◆ REQUIREMENT ◆
Only one stretch of the data below is wanted: the lines from the one with "filename src/format/config.rs" through the one with "pub fn new()", repeated exactly.

* * * * *

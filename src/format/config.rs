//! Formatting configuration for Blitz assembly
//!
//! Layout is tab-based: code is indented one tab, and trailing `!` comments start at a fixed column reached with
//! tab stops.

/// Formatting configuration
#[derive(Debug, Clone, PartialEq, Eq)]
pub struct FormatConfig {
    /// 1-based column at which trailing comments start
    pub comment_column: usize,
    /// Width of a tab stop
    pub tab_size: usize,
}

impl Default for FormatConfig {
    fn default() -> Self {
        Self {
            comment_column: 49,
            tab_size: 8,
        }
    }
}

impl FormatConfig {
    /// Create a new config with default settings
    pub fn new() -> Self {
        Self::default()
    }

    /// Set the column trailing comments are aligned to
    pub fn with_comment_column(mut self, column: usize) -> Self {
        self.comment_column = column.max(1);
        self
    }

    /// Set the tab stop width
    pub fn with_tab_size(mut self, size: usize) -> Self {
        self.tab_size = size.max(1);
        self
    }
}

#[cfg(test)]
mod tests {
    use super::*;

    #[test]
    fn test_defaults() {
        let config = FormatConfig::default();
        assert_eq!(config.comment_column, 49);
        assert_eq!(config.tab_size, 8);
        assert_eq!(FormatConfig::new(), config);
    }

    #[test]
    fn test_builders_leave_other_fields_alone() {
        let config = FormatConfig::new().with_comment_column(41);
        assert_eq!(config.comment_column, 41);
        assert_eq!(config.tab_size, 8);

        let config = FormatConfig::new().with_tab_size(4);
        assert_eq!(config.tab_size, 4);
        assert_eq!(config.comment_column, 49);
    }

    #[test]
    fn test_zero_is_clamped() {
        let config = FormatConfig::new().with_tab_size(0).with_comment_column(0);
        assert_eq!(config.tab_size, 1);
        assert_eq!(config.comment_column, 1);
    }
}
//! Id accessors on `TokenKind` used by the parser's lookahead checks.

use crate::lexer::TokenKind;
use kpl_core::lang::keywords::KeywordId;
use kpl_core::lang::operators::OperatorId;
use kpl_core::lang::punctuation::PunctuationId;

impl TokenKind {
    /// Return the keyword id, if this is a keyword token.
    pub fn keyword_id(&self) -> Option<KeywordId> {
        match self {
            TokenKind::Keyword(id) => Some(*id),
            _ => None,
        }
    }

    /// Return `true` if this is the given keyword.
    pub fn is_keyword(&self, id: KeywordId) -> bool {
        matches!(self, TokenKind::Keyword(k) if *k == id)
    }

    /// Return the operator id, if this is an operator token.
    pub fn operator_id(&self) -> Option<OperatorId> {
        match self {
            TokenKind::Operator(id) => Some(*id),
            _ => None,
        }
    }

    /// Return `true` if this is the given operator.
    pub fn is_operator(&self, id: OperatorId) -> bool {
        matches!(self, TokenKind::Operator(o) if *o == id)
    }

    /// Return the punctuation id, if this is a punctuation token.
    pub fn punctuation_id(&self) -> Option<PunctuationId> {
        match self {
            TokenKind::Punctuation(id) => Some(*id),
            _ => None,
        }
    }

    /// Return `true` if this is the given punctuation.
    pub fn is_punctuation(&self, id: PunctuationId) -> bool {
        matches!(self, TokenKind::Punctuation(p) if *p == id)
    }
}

* * * * *

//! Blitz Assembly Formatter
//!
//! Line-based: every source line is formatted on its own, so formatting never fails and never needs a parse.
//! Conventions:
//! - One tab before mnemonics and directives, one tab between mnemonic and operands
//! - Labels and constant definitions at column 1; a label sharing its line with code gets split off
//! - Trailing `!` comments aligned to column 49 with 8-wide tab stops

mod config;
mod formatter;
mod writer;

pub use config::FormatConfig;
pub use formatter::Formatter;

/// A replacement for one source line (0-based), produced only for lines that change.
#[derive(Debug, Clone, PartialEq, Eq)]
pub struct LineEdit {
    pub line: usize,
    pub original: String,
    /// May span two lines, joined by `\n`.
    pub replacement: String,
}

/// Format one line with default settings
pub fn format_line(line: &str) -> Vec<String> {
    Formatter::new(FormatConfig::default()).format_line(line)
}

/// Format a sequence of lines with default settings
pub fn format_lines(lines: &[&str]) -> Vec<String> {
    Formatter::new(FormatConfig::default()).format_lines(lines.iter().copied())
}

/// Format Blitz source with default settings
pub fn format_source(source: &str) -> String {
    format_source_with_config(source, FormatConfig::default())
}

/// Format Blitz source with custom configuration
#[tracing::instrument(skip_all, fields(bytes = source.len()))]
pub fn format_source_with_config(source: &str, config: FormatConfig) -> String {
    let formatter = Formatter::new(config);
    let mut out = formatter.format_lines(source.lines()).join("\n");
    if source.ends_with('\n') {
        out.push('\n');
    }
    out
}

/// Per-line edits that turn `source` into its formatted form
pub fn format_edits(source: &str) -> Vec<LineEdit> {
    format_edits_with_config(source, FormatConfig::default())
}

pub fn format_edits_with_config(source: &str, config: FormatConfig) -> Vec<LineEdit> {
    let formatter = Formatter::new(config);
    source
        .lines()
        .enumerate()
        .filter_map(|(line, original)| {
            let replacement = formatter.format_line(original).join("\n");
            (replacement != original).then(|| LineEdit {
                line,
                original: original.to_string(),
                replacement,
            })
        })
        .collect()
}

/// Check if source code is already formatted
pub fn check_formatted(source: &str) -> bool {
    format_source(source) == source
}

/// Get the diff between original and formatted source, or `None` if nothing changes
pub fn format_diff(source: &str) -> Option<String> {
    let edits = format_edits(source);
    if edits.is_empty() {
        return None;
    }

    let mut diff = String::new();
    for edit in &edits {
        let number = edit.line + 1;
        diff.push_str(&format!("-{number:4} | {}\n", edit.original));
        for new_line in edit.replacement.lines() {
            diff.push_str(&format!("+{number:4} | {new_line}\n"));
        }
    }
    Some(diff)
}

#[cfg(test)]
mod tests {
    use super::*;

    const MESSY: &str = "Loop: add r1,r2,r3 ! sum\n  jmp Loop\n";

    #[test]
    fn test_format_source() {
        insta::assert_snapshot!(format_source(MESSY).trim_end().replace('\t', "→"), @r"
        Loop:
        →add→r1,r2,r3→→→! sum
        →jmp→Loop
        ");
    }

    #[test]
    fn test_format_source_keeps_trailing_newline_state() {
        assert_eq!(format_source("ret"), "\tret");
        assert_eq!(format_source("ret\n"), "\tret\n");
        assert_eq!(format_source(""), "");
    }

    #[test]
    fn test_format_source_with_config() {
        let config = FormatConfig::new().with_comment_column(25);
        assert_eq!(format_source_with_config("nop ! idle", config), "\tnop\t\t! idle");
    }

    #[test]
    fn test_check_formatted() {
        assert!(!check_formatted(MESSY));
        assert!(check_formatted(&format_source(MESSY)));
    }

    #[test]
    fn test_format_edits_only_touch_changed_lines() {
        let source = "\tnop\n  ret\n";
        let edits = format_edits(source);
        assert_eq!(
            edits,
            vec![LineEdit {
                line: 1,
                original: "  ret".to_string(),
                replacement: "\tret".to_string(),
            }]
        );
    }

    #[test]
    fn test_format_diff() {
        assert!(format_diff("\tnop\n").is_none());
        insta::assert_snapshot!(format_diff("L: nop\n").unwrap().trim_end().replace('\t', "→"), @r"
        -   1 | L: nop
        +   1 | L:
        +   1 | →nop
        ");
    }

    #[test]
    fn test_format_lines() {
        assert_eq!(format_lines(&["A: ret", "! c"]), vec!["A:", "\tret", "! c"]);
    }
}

* * * * *

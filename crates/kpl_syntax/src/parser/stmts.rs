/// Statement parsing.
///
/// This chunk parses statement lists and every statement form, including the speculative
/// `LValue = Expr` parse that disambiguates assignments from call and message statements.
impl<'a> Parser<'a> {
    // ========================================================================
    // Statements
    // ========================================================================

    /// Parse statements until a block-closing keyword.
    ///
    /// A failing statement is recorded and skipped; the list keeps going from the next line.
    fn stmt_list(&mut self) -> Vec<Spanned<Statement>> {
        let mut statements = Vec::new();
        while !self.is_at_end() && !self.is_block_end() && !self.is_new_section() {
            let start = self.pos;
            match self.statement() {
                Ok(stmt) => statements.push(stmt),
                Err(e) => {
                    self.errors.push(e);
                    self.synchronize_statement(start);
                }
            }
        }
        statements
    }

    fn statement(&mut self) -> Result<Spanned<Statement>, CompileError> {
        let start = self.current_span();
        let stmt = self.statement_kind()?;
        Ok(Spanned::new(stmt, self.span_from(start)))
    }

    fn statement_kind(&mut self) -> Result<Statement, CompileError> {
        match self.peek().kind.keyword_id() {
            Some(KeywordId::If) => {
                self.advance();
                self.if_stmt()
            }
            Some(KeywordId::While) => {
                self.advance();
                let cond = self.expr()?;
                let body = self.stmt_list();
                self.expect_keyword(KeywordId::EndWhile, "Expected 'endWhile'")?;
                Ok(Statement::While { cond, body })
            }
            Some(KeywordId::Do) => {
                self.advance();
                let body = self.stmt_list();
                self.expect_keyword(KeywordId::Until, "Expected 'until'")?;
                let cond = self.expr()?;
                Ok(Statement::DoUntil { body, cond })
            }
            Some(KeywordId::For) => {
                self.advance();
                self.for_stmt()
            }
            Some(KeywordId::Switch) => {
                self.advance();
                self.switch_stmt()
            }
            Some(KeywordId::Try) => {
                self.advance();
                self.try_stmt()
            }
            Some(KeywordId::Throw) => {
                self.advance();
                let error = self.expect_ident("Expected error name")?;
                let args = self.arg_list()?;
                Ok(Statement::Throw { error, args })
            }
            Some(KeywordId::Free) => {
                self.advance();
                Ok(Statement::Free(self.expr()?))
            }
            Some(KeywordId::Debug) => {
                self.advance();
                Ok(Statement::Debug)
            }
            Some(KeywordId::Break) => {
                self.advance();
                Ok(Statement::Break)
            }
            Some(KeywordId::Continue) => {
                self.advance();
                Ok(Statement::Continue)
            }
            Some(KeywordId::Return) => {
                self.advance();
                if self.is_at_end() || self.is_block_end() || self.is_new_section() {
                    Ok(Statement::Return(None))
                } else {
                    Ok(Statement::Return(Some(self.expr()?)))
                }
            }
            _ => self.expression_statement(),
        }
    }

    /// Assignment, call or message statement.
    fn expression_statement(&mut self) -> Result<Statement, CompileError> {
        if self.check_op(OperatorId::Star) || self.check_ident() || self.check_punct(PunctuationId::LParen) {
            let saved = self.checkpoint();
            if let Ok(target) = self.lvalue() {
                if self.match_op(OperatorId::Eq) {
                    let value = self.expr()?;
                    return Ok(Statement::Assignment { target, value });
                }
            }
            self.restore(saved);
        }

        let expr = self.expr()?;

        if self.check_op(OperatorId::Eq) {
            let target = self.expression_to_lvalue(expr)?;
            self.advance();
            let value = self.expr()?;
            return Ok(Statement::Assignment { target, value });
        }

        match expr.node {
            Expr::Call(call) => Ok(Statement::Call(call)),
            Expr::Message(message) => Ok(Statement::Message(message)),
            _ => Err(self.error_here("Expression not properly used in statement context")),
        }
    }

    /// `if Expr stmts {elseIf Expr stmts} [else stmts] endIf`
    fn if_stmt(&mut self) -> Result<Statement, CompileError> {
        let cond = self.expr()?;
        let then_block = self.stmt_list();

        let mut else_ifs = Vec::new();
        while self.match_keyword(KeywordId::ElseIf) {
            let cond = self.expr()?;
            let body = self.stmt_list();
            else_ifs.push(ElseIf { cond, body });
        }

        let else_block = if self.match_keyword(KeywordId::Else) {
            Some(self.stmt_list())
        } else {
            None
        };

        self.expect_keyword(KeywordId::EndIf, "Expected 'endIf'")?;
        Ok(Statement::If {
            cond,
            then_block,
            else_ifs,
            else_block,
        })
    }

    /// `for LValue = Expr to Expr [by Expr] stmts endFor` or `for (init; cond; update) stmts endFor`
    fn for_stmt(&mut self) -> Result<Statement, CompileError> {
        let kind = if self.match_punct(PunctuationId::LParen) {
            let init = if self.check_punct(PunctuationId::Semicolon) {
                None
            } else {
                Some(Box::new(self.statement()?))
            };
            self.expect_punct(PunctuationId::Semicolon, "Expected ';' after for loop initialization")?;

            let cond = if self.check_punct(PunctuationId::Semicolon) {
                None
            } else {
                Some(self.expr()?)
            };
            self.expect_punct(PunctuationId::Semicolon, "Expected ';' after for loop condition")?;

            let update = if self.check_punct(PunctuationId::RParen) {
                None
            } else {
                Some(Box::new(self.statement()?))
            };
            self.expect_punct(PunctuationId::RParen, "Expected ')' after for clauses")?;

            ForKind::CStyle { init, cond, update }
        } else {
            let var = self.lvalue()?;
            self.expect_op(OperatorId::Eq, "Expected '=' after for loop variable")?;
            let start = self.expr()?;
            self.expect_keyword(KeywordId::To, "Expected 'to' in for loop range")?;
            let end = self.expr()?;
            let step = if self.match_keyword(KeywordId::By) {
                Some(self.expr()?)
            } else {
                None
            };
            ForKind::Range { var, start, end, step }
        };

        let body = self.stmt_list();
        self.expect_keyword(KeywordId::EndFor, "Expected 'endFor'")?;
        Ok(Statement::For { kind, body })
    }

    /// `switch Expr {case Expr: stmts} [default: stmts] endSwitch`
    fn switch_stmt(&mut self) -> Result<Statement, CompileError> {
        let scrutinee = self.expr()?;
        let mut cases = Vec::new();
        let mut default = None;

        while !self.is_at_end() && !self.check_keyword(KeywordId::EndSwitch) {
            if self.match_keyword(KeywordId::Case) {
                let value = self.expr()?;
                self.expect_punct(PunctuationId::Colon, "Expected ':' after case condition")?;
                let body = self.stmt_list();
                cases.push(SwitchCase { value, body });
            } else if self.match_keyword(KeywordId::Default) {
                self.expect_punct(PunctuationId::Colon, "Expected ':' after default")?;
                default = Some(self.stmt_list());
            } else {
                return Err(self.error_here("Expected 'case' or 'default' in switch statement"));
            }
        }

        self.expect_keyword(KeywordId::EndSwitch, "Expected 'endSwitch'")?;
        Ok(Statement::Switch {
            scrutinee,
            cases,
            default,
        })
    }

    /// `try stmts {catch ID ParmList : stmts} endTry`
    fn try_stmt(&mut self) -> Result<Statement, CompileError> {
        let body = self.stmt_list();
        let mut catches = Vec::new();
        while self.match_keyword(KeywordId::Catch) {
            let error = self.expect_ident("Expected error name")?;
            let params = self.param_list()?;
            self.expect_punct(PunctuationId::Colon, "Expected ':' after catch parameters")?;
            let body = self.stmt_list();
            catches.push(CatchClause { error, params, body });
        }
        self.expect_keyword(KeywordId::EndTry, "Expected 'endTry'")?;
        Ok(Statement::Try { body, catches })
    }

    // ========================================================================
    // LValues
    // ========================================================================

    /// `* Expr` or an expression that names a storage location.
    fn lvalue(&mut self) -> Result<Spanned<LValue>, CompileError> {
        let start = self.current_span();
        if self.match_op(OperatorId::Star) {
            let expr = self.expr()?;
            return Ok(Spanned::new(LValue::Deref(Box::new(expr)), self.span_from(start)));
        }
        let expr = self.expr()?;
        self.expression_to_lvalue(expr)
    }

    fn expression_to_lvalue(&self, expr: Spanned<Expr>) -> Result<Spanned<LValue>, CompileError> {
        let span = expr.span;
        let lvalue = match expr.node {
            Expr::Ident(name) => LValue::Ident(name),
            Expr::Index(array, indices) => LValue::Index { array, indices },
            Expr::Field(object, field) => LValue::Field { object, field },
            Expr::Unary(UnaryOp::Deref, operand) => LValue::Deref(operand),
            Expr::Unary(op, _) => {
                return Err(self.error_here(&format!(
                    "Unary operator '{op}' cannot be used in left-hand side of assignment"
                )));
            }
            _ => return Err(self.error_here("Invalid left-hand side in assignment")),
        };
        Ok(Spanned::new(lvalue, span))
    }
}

* * * * *

◆ WRITTEN ANSWER ◆
filename src/format/config.rs
//! Formatting configuration for Blitz assembly
//!
//! Layout is tab-based: code is indented one tab, and trailing `!` comments start at a fixed column reached with
//! tab stops.

/// Formatting configuration
#[derive(Debug, Clone, PartialEq, Eq)]
pub struct FormatConfig {
    /// 1-based column at which trailing comments start
    pub comment_column: usize,
    /// Width of a tab stop
    pub tab_size: usize,
}

impl Default for FormatConfig {
    fn default() -> Self {
        Self {
            comment_column: 49,
            tab_size: 8,
        }
    }
}

impl FormatConfig {
    /// Create a new config with default settings
    pub fn new() -> Self {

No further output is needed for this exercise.